#### [Stored data]
++++

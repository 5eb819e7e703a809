//! Request signing for the Baidu Fanyi API.

/// Computes the request signature: lowercase hex MD5 of
/// `app_id + text + salt + secret`.
pub fn sign(app_id: &str, text: &str, salt: &str, secret: &str) -> String {
    let data = format!("{app_id}{text}{salt}{secret}");
    format!("{:x}", md5::compute(data))
}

++++

#### [WORK TO COMPLETE]
Set down exactly, and only, the lines from the one with "Baidu Fanyi API." to the final line of the data.

#### [RESULT]
//! Request signing for the Baidu Fanyi API.

/// Computes the request signature: lowercase hex MD5 of
/// `app_id + text + salt + secret`.
pub fn sign(app_id: &str, text: &str, salt: &str, secret: &str) -> String {
    let data = format!("{app_id}{text}{salt}{secret}");
    format!("{:x}", md5::compute(data))
}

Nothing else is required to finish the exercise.